*What you will do*
Read through the listing below and copy each line in which the word "engine" occurs.

*Provided data*
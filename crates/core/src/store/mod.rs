//! Persistence collaborator contracts.
//!
//! The engine reads and writes through these traits; the bundled
//! [`SqliteStore`] implements all of them over one connection. Upserts are
//! idempotent on primary key and each mutator updates only its own columns.

mod sqlite;

use std::collections::HashMap;

use chrono::{DateTime, Duration, Utc};
use thiserror::Error;

use crate::indexer::{IndexerKind, TorznabIndexer};
use crate::torznab::TorzFile;

pub use sqlite::SqliteStore;

#[derive(Debug, Error)]
pub enum StoreError {
    #[error("database error: {0}")]
    Database(String),
}

impl From<rusqlite::Error> for StoreError {
    fn from(err: rusqlite::Error) -> Self {
        StoreError::Database(err.to_string())
    }
}

/// How long a successful sync stays fresh.
pub fn sync_stale_after() -> Duration {
    Duration::hours(24)
}

/// Per-(indexer, stream id) sync bookkeeping.
#[derive(Debug, Clone, PartialEq, Eq)]
pub struct SyncInfo {
    pub kind: IndexerKind,
    pub indexer_id: String,
    pub sid: String,
    pub queued_at: Option<DateTime<Utc>>,
    pub synced_at: Option<DateTime<Utc>>,
    pub error: Option<String>,
    pub result_count: Option<i64>,
}

impl SyncInfo {
    /// Whether this key needs a sync: never synced, re-queued since the
    /// last sync, or the last sync has gone stale.
    pub fn should_sync(&self, now: DateTime<Utc>) -> bool {
        let Some(synced_at) = self.synced_at else {
            return true;
        };
        if let Some(queued_at) = self.queued_at {
            if queued_at > synced_at {
                return true;
            }
        }
        now - synced_at > sync_stale_after()
    }
}

/// Category recorded alongside upserted torrent metadata.
#[derive(Debug, Clone, Copy, PartialEq, Eq)]
pub enum TorrentCategory {
    Movie,
    Series,
    Unknown,
}

impl TorrentCategory {
    pub fn as_str(self) -> &'static str {
        match self {
            TorrentCategory::Movie => "movie",
            TorrentCategory::Series => "series",
            TorrentCategory::Unknown => "unknown",
        }
    }

    pub fn parse(value: &str) -> Self {
        match value {
            "movie" => TorrentCategory::Movie,
            "series" => TorrentCategory::Series,
            _ => TorrentCategory::Unknown,
        }
    }
}

/// Torrent metadata as submitted for upsert.
#[derive(Debug, Clone, Default, PartialEq, Eq)]
pub struct TorrentItem {
    pub hash: String,
    pub title: String,
    pub size: i64,
    pub indexer: String,
    pub seeders: i64,
    pub leechers: i64,
    pub private: bool,
    pub files: Option<Vec<TorzFile>>,
}

/// Torrent metadata as stored.
#[derive(Debug, Clone, PartialEq, Eq)]
pub struct TorrentInfo {
    pub hash: String,
    pub title: String,
    pub size: i64,
    pub indexer: String,
    pub seeders: i64,
    pub leechers: i64,
    pub private: bool,
    pub category: TorrentCategory,
}

/// A file within a stored torrent, possibly mapped to stream ids by an
/// out-of-band process.
#[derive(Debug, Clone, PartialEq, Eq)]
pub struct TorrentFileEntry {
    pub hash: String,
    pub index: i64,
    pub name: String,
    pub size: i64,
    /// Stream id this file maps to (`tt...` form), when known.
    pub sid: Option<String>,
    /// Anime stream id this file maps to (`anidb_id:episode`), when known.
    pub anime_sid: Option<String>,
}

impl TorrentFileEntry {
    pub fn is_video(&self) -> bool {
        crate::title::has_video_extension(&self.name)
    }
}

/// Worker job log statuses.
#[derive(Debug, Clone, Copy, PartialEq, Eq)]
pub enum JobStatus {
    Started,
    Done,
    Failed,
}

impl JobStatus {
    pub fn as_str(self) -> &'static str {
        match self {
            JobStatus::Started => "started",
            JobStatus::Done => "done",
            JobStatus::Failed => "failed",
        }
    }

    pub fn parse(value: &str) -> Option<Self> {
        match value {
            "started" => Some(JobStatus::Started),
            "done" => Some(JobStatus::Done),
            "failed" => Some(JobStatus::Failed),
            _ => None,
        }
    }
}

/// A persisted worker job record.
#[derive(Debug, Clone, PartialEq, Eq)]
pub struct JobRecord {
    pub worker: String,
    pub job_id: String,
    pub status: JobStatus,
    pub error: Option<String>,
    pub created_at: DateTime<Utc>,
    pub updated_at: DateTime<Utc>,
}

/// Paging parameters for sync-info listings.
#[derive(Debug, Clone, Default)]
pub struct SyncInfoPage {
    pub limit: i64,
    pub offset: i64,
    pub sid: Option<String>,
}

/// Indexer record storage.
pub trait IndexerStore: Send + Sync {
    fn get_all(&self) -> Result<Vec<TorznabIndexer>, StoreError>;

    fn get_by_id(&self, kind: IndexerKind, id: &str)
        -> Result<Option<TorznabIndexer>, StoreError>;

    fn upsert(&self, indexer: &TorznabIndexer) -> Result<(), StoreError>;

    fn delete(&self, kind: IndexerKind, id: &str) -> Result<(), StoreError>;

    /// Whether any indexer is configured at all.
    fn exists(&self) -> Result<bool, StoreError>;
}

/// Sync bookkeeping storage.
pub trait SyncInfoStore: Send + Sync {
    /// Record that `sid` wants a sync on `(kind, id)`. Writes are debounced
    /// briefly, so repeated queueing of a hot id does not hammer the table.
    fn queue(&self, kind: IndexerKind, indexer_id: &str, sid: &str) -> Result<(), StoreError>;

    fn mark_synced(
        &self,
        kind: IndexerKind,
        indexer_id: &str,
        sid: &str,
        result_count: i64,
    ) -> Result<(), StoreError>;

    /// Record a failed sync. `synced_at` stays empty, so the row remains
    /// pending with a recorded cause.
    fn set_sync_error(
        &self,
        kind: IndexerKind,
        indexer_id: &str,
        sid: &str,
        error: &str,
    ) -> Result<(), StoreError>;

    /// Whether the key needs a sync. Unknown keys do.
    fn should_sync(&self, kind: IndexerKind, indexer_id: &str, sid: &str)
        -> Result<bool, StoreError>;

    fn get_sync_pending(&self) -> Result<Vec<SyncInfo>, StoreError>;

    fn has_sync_pending(&self) -> Result<bool, StoreError>;

    fn get_items(&self, page: &SyncInfoPage) -> Result<Vec<SyncInfo>, StoreError>;

    fn count(&self, sid: Option<&str>) -> Result<i64, StoreError>;
}

/// Long-term torrent metadata storage.
pub trait TorrentInfoStore: Send + Sync {
    fn get_by_hashes(&self, hashes: &[String])
        -> Result<HashMap<String, TorrentInfo>, StoreError>;

    /// Idempotent upsert. Non-authoritative writes refresh swarm counters
    /// and fill gaps but keep an existing longer title and known category.
    fn upsert(
        &self,
        items: &[TorrentItem],
        category: TorrentCategory,
        authoritative: bool,
    ) -> Result<(), StoreError>;

    fn get_files_by_hashes(
        &self,
        hashes: &[String],
    ) -> Result<HashMap<String, Vec<TorrentFileEntry>>, StoreError>;

    fn list_hashes_by_stream_id(&self, sid: &str) -> Result<Vec<String>, StoreError>;
}

/// Worker job log storage.
pub trait JobLogStore: Send + Sync {
    fn get_last(&self, worker: &str) -> Result<Option<JobRecord>, StoreError>;

    fn set(
        &self,
        worker: &str,
        job_id: &str,
        status: JobStatus,
        error: Option<&str>,
    ) -> Result<(), StoreError>;

    fn purge_expired(&self, worker: &str, expires_in: std::time::Duration)
        -> Result<(), StoreError>;
}

#[cfg(test)]
mod tests {
    use super::*;

    fn sync_info(
        queued_at: Option<DateTime<Utc>>,
        synced_at: Option<DateTime<Utc>>,
    ) -> SyncInfo {
        SyncInfo {
            kind: IndexerKind::Jackett,
            indexer_id: "idx".to_string(),
            sid: "tt123".to_string(),
            queued_at,
            synced_at,
            error: None,
            result_count: None,
        }
    }

    #[test]
    fn test_should_sync_when_never_synced() {
        let now = Utc::now();
        assert!(sync_info(Some(now), None).should_sync(now));
        assert!(sync_info(None, None).should_sync(now));
    }

    #[test]
    fn test_should_not_sync_when_fresh() {
        let now = Utc::now();
        let info = sync_info(Some(now - Duration::minutes(10)), Some(now));
        assert!(!info.should_sync(now));
        // Still fresh just before the stale boundary.
        assert!(!info.should_sync(now + Duration::hours(23)));
    }

    #[test]
    fn test_should_sync_when_stale() {
        let now = Utc::now();
        let info = sync_info(None, Some(now - Duration::hours(25)));
        assert!(info.should_sync(now));
    }

    #[test]
    fn test_requeue_after_sync_re_enables() {
        let now = Utc::now();
        let synced = now - Duration::minutes(5);
        let info = sync_info(Some(now), Some(synced));
        assert!(info.should_sync(now));
    }

    #[test]
    fn test_job_status_round_trip() {
        for status in [JobStatus::Started, JobStatus::Done, JobStatus::Failed] {
            assert_eq!(JobStatus::parse(status.as_str()), Some(status));
        }
        assert_eq!(JobStatus::parse("unknown"), None);
    }
}
//! Bounded in-memory caches.
//!
//! All caches in the engine are capacity-bounded and time-limited: the
//! normalized stream-id cache, the per-indexer capability cache, and the
//! sync-queue debounce cache are all instances of [`TtlCache`]. Writers are
//! single-writer per key; readers see either the previous value or the new
//! one. [`KeyedLocks`] provides the ensure-once guard so concurrent lookups
//! for the same key share one upstream fetch.

use std::collections::HashMap;
use std::hash::Hash;
use std::num::NonZeroUsize;
use std::sync::{Arc, Mutex};
use std::time::{Duration, Instant};

use lru::LruCache;

struct Entry<V> {
    value: V,
    stored_at: Instant,
}

/// An LRU cache where entries also expire after a fixed lifetime.
pub struct TtlCache<K: Hash + Eq, V> {
    inner: Mutex<LruCache<K, Entry<V>>>,
    lifetime: Duration,
}

impl<K: Hash + Eq, V: Clone> TtlCache<K, V> {
    pub fn new(capacity: usize, lifetime: Duration) -> Self {
        let capacity = NonZeroUsize::new(capacity.max(1)).unwrap_or(NonZeroUsize::MIN);
        Self {
            inner: Mutex::new(LruCache::new(capacity)),
            lifetime,
        }
    }

    /// Returns a clone of the cached value, or `None` if absent or expired.
    pub fn get(&self, key: &K) -> Option<V> {
        let mut inner = self.inner.lock().unwrap_or_else(|e| e.into_inner());
        match inner.get(key) {
            Some(entry) if entry.stored_at.elapsed() < self.lifetime => {
                Some(entry.value.clone())
            }
            Some(_) => {
                inner.pop(key);
                None
            }
            None => None,
        }
    }

    pub fn insert(&self, key: K, value: V) {
        let mut inner = self.inner.lock().unwrap_or_else(|e| e.into_inner());
        inner.put(
            key,
            Entry {
                value,
                stored_at: Instant::now(),
            },
        );
    }

    /// Whether a fresh entry exists without touching recency.
    pub fn contains(&self, key: &K) -> bool {
        let inner = self.inner.lock().unwrap_or_else(|e| e.into_inner());
        inner
            .peek(key)
            .is_some_and(|entry| entry.stored_at.elapsed() < self.lifetime)
    }

    pub fn remove(&self, key: &K) {
        let mut inner = self.inner.lock().unwrap_or_else(|e| e.into_inner());
        inner.pop(key);
    }
}

/// Per-key async mutexes for ensure-once cache population.
///
/// The lock map is bounded in practice by the key space (composite indexer
/// ids), so entries are kept for the process lifetime.
#[derive(Default)]
pub struct KeyedLocks {
    locks: Mutex<HashMap<String, Arc<tokio::sync::Mutex<()>>>>,
}

impl KeyedLocks {
    pub fn new() -> Self {
        Self::default()
    }

    /// Acquire the lock for `key`, creating it on first use.
    pub async fn acquire(&self, key: &str) -> tokio::sync::OwnedMutexGuard<()> {
        let lock = {
            let mut locks = self.locks.lock().unwrap_or_else(|e| e.into_inner());
            Arc::clone(
                locks
                    .entry(key.to_string())
                    .or_insert_with(|| Arc::new(tokio::sync::Mutex::new(()))),
            )
        };
        lock.lock_owned().await
    }
}

#[cfg(test)]
mod tests {
    use super::*;

    #[test]
    fn test_get_returns_inserted_value() {
        let cache: TtlCache<String, u32> = TtlCache::new(4, Duration::from_secs(60));
        cache.insert("a".to_string(), 1);
        assert_eq!(cache.get(&"a".to_string()), Some(1));
        assert_eq!(cache.get(&"b".to_string()), None);
    }

    #[test]
    fn test_expired_entry_is_dropped() {
        let cache: TtlCache<String, u32> = TtlCache::new(4, Duration::ZERO);
        cache.insert("a".to_string(), 1);
        assert_eq!(cache.get(&"a".to_string()), None);
        assert!(!cache.contains(&"a".to_string()));
    }

    #[test]
    fn test_capacity_evicts_least_recently_used() {
        let cache: TtlCache<u32, u32> = TtlCache::new(2, Duration::from_secs(60));
        cache.insert(1, 1);
        cache.insert(2, 2);
        cache.insert(3, 3);
        assert_eq!(cache.get(&1), None);
        assert_eq!(cache.get(&2), Some(2));
        assert_eq!(cache.get(&3), Some(3));
    }

    #[test]
    fn test_contains_does_not_promote() {
        let cache: TtlCache<u32, u32> = TtlCache::new(2, Duration::from_secs(60));
        cache.insert(1, 1);
        cache.insert(2, 2);
        assert!(cache.contains(&1));
        cache.insert(3, 3);
        // 1 was only peeked, so it is still the eviction victim.
        assert_eq!(cache.get(&1), None);
    }

    #[tokio::test]
    async fn test_keyed_locks_serialize_same_key() {
        let locks = Arc::new(KeyedLocks::new());
        let counter = Arc::new(Mutex::new(0u32));

        let mut handles = Vec::new();
        for _ in 0..8 {
            let locks = Arc::clone(&locks);
            let counter = Arc::clone(&counter);
            handles.push(tokio::spawn(async move {
                let _guard = locks.acquire("key").await;
                let mut c = counter.lock().unwrap();
                *c += 1;
            }));
        }
        for handle in handles {
            handle.await.unwrap();
        }
        assert_eq!(*counter.lock().unwrap(), 8);
    }
}
impl Worker {
    /// Build a worker, or `None` when it is disabled.
    pub fn new(config: WorkerConfig, job_log: Arc<dyn JobLogStore>) -> Option<Self> {
        if config.disabled {
            return None;
        }
        let tracker = JobTracker::new(config.name, job_log, config.interval);
        Some(Self { config, tracker })
    }

    /// One scheduling pass: skip check, dependency wait, lock, exclusive
    /// gate, then the executor under a heartbeat.
    pub async fn tick(&self) {
        let name = self.config.name;

        if let Some(should_skip) = &self.config.should_skip {
            if should_skip() {
                info!(worker = name, "skipping");
                return;
            }
        }

        if let Some(should_wait) = &self.config.should_wait {
            while let Some(reason) = should_wait() {
                info!(worker = name, reason = %reason, "waiting");
                tokio::time::sleep(self.config.wait_poll_interval).await;
            }
        }

        if let Some(on_start) = &self.config.on_start {
            on_start();
        }
        self.run_job().await;
        if let Some(on_end) = &self.config.on_end {
            on_end();
        }
    }

    async fn run_job(&self) {
        let name = self.config.name;

        let mut lock = AdvisoryLock::new("worker", name);
        if !lock.try_acquire() {
            debug!(worker = name, lock = lock.name(), "skipping, another instance is running");
            return;
        }

        let interval = chrono::Duration::from_std(self.config.interval)
            .unwrap_or_else(|_| chrono::Duration::minutes(30));
        let heartbeat_tolerance = self
            .config
            .heartbeat_interval
            .min(Duration::from_secs(10));
        let heartbeat_horizon =
            chrono::Duration::from_std(self.config.heartbeat_interval + heartbeat_tolerance)
                .unwrap_or_else(|_| chrono::Duration::seconds(15));

        if self.config.run_exclusive {
            let last = match self.tracker.last() {
                Ok(last) => last,
                Err(err) => {
                    error!(worker = name, error = %err, "failed to read last job");
                    return;
                }
            };
            if let Some(job) = last {
                let now = Utc::now();
                match job.status {
                    JobStatus::Started => {
                        if now - job.updated_at <= heartbeat_horizon {
                            if now - job.created_at > interval {
                                warn!(
                                    worker = name,
                                    job_id = %job.job_id,
                                    "skipping, last job is still running, for too long"
                                );
                            } else {
                                info!(
                                    worker = name,
                                    job_id = %job.job_id,
                                    "skipping, last job is still running"
                                );
                            }
                            return;
                        }

                        warn!(
                            worker = name,
                            job_id = %job.job_id,
                            "last job heartbeat timed out, restarting"
                        );
                        if let Err(err) =
                            self.tracker
                                .set(&job.job_id, JobStatus::Failed, Some("heartbeat timed out"))
                        {
                            error!(worker = name, error = %err, job_id = %job.job_id, "failed to set last job status");
                        }
                    }
                    JobStatus::Done => {
                        if now - job.created_at < interval {
                            info!(worker = name, job_id = %job.job_id, "already done");
                            return;
                        }
                    }
                    JobStatus::Failed => {
                        warn!(
                            worker = name,
                            job_id = %job.job_id,
                            error = job.error.as_deref().unwrap_or_default(),
                            "last job failed"
                        );
                    }
                }
            }
        }

        let job_id = Utc::now().format("%Y-%m-%d %H:%M:%S%.9f").to_string();
        if let Err(err) = self.tracker.set(&job_id, JobStatus::Started, None) {
            error!(worker = name, error = %err, job_id = %job_id, "failed to set job status");
            return;
        }
        // The lock only guards claiming the job; the job itself is tracked
        // through the log.
        lock.release();

        let (stop_heartbeat, mut heartbeat_stopped) = tokio::sync::oneshot::channel::<()>();
        let heartbeat = {
            let tracker = self.tracker.clone();
            let job_id = job_id.clone();
            let beat_every = self.config.heartbeat_interval;
            tokio::spawn(async move {
                let mut ticker = tokio::time::interval(beat_every);
                ticker.set_missed_tick_behavior(MissedTickBehavior::Skip);
                ticker.tick().await;
                loop {
                    tokio::select! {
                        _ = ticker.tick() => {
                            if let Err(err) = tracker.set(&job_id, JobStatus::Started, None) {
                                error!(error = %err, job_id = %job_id, "failed to set job status heartbeat");
                            }
                        }
                        _ = &mut heartbeat_stopped => break,
                    }
                }
            })
        };

        // Run the executor on its own task, so a panic is contained and
        // surfaces as a join error.
        let result = tokio::spawn((self.config.executor)()).await;
        let _ = stop_heartbeat.send(());
        let _ = heartbeat.await;

        match result {
            Ok(Ok(())) => {
                if let Err(err) = self.tracker.set(&job_id, JobStatus::Done, None) {
                    error!(worker = name, error = %err, job_id = %job_id, "failed to set job status");
                } else {
                    info!(worker = name, job_id = %job_id, "done");
                }
            }
            Ok(Err(err)) => {
                error!(worker = name, error = %err, job_id = %job_id, "worker failure");
                if let Err(err) = self
                    .tracker
                    .set(&job_id, JobStatus::Failed, Some(&err.to_string()))
                {
                    error!(worker = name, error = %err, job_id = %job_id, "failed to set job status");
                }
            }
            Err(join_err) => {
                let message = if join_err.is_panic() {
                    format!("panic: {}", panic_message(join_err.into_panic()))
                } else {
                    join_err.to_string()
                };
                error!(worker = name, error = %message, job_id = %job_id, "worker panic");
                if let Err(err) = self.tracker.set(&job_id, JobStatus::Failed, Some(&message)) {
                    error!(worker = name, error = %err, job_id = %job_id, "failed to set job status");
                }
            }
        }
    }

    /// Start the interval loop (plus the optional startup run).
    pub fn spawn(self) -> WorkerHandle {
        let (shutdown, _) = broadcast::channel(1);
        let worker = Arc::new(self);
        let name = worker.config.name;

        if let Some(delay) = worker.config.run_at_startup_after {
            let worker = Arc::clone(&worker);
            let mut shutdown_rx = shutdown.subscribe();
            tokio::spawn(async move {
                tokio::select! {
                    _ = tokio::time::sleep(delay) => worker.tick().await,
                    _ = shutdown_rx.recv() => {}
                }
            });
        }

        {
            let worker = Arc::clone(&worker);
            let mut shutdown_rx = shutdown.subscribe();
            tokio::spawn(async move {
                info!(worker = name, "worker started");
                let mut timer = tokio::time::interval(worker.config.interval);
                timer.set_missed_tick_behavior(MissedTickBehavior::Skip);
                // The first tick of an interval fires immediately; the
                // startup run is handled separately.
                timer.tick().await;
                loop {
                    tokio::select! {
                        _ = timer.tick() => worker.tick().await,
                        _ = shutdown_rx.recv() => {
                            info!(worker = name, "worker stopped");
                            break;
                        }
                    }
                }
            });
        }

        WorkerHandle { name, shutdown }
    }
}
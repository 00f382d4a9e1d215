//! Concurrent execution of search plans.

use std::time::Duration;

use futures::stream::{FuturesUnordered, StreamExt};
use std::time::Instant;
use tracing::{debug, error, warn};

use crate::torznab::{TorzResult, TorznabError};

use super::types::SearchPlan;

/// The result of one plan's execution.
pub(crate) struct PlanOutcome {
    pub plan_index: usize,
    pub result: Result<Vec<TorzResult>, TorznabError>,
}

/// Run every plan concurrently, one logical task per (indexer, query).
///
/// With a `deadline`, the collector returns whatever has arrived when it
/// expires; outstanding queries are cancelled and logged, never awaited.
/// Individual failures are collected into the outcome list and do not
/// abort siblings.
pub(crate) async fn execute_plans(
    plans: &[SearchPlan],
    deadline: Option<Duration>,
) -> Vec<PlanOutcome> {
    let mut in_flight: FuturesUnordered<_> = plans
        .iter()
        .enumerate()
        .map(|(plan_index, plan)| async move {
            let start = Instant::now();
            let result = plan.client.search(&plan.query).await;
            match &result {
                Ok(items) => debug!(
                    indexer = plan.client.id(),
                    query = %plan.query.encode(),
                    duration_ms = start.elapsed().as_millis() as u64,
                    count = items.len(),
                    "indexer search completed"
                ),
                Err(err) => error!(
                    indexer = plan.client.id(),
                    query = %plan.query.encode(),
                    duration_ms = start.elapsed().as_millis() as u64,
                    error = %err,
                    "indexer search failed"
                ),
            }
            PlanOutcome { plan_index, result }
        })
        .collect();

    let mut outcomes = Vec::with_capacity(plans.len());
    match deadline {
        Some(deadline) => {
            let expires_at = tokio::time::Instant::now() + deadline;
            loop {
                match tokio::time::timeout_at(expires_at, in_flight.next()).await {
                    Ok(Some(outcome)) => outcomes.push(outcome),
                    Ok(None) => break,
                    Err(_) => {
                        warn!(
                            pending = in_flight.len(),
                            "indexer fan-out timed out, returning partial results"
                        );
                        break;
                    }
                }
            }
        }
        None => {
            while let Some(outcome) = in_flight.next().await {
                outcomes.push(outcome);
            }
        }
    }
    outcomes
}

#[cfg(test)]
mod tests {
    use super::*;
    use crate::testing::MockTorznabClient;
    use crate::torznab::{Function, Query};
    use std::sync::Arc;

    fn plan(client: Arc<MockTorznabClient>) -> SearchPlan {
        SearchPlan {
            client,
            query: Query::new(Function::Search),
            is_exact: false,
        }
    }

    #[tokio::test]
    async fn test_all_plans_complete_without_deadline() {
        let plans = vec![
            plan(Arc::new(
                MockTorznabClient::named("a").with_results(vec![TorzResult {
                    hash: "aa".to_string(),
                    ..TorzResult::default()
                }]),
            )),
            plan(Arc::new(
                MockTorznabClient::named("b").with_failure("boom"),
            )),
        ];

        let outcomes = execute_plans(&plans, None).await;
        assert_eq!(outcomes.len(), 2);
        let ok = outcomes.iter().filter(|o| o.result.is_ok()).count();
        let err = outcomes.iter().filter(|o| o.result.is_err()).count();
        assert_eq!((ok, err), (1, 1));
    }

    #[tokio::test(start_paused = true)]
    async fn test_deadline_returns_partial_results() {
        let plans = vec![
            plan(Arc::new(
                MockTorznabClient::named("fast").with_results(vec![TorzResult {
                    hash: "aa".to_string(),
                    ..TorzResult::default()
                }]),
            )),
            plan(Arc::new(
                MockTorznabClient::named("slow")
                    .with_search_delay(Duration::from_secs(10))
                    .with_results(vec![TorzResult {
                        hash: "bb".to_string(),
                        ..TorzResult::default()
                    }]),
            )),
        ];

        let outcomes = execute_plans(&plans, Some(Duration::from_secs(1))).await;
        assert_eq!(outcomes.len(), 1);
        assert_eq!(outcomes[0].result.as_ref().unwrap()[0].hash, "aa");
    }
}
//! Process-wide advisory locks.
//!
//! Exclusive, non-blocking, keyed by name. Re-entrant acquisition is not
//! allowed: a second `try_acquire` on the same name fails until the first
//! holder releases.

use std::collections::HashSet;
use std::sync::Mutex;

use once_cell::sync::Lazy;

static HELD: Lazy<Mutex<HashSet<String>>> = Lazy::new(|| Mutex::new(HashSet::new()));

pub struct AdvisoryLock {
    name: String,
    held: bool,
}

impl AdvisoryLock {
    pub fn new(scope: &str, name: &str) -> Self {
        Self {
            name: format!("{}:{}", scope, name),
            held: false,
        }
    }

    pub fn name(&self) -> &str {
        &self.name
    }

    /// Try to take the lock. Returns `false` when another holder has it.
    pub fn try_acquire(&mut self) -> bool {
        if self.held {
            return false;
        }
        let mut held = HELD.lock().unwrap_or_else(|e| e.into_inner());
        if held.insert(self.name.clone()) {
            self.held = true;
            true
        } else {
            false
        }
    }

    /// Release the lock. Returns `false` if it was not held.
    pub fn release(&mut self) -> bool {
        if !self.held {
            return false;
        }
        let mut held = HELD.lock().unwrap_or_else(|e| e.into_inner());
        held.remove(&self.name);
        self.held = false;
        true
    }
}

impl Drop for AdvisoryLock {
    fn drop(&mut self) {
        self.release();
    }
}

#[cfg(test)]
mod tests {
    use super::*;

    #[test]
    fn test_exclusive_acquire() {
        let mut first = AdvisoryLock::new("test", "exclusive-acquire");
        let mut second = AdvisoryLock::new("test", "exclusive-acquire");

        assert!(first.try_acquire());
        assert!(!second.try_acquire());

        assert!(first.release());
        assert!(second.try_acquire());
        assert!(second.release());
    }

    #[test]
    fn test_no_reentrant_acquire() {
        let mut lock = AdvisoryLock::new("test", "no-reentrant");
        assert!(lock.try_acquire());
        assert!(!lock.try_acquire());
        assert!(lock.release());
        assert!(!lock.release());
    }

    #[test]
    fn test_release_on_drop() {
        {
            let mut lock = AdvisoryLock::new("test", "drop-release");
            assert!(lock.try_acquire());
        }
        let mut lock = AdvisoryLock::new("test", "drop-release");
        assert!(lock.try_acquire());
    }

    #[test]
    fn test_different_names_are_independent() {
        let mut a = AdvisoryLock::new("test", "independent-a");
        let mut b = AdvisoryLock::new("test", "independent-b");
        assert!(a.try_acquire());
        assert!(b.try_acquire());
    }
}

*Exercise solution*
//! The engine reads and writes through these traits; the bundled
//! All caches in the engine are capacity-bounded and time-limited: the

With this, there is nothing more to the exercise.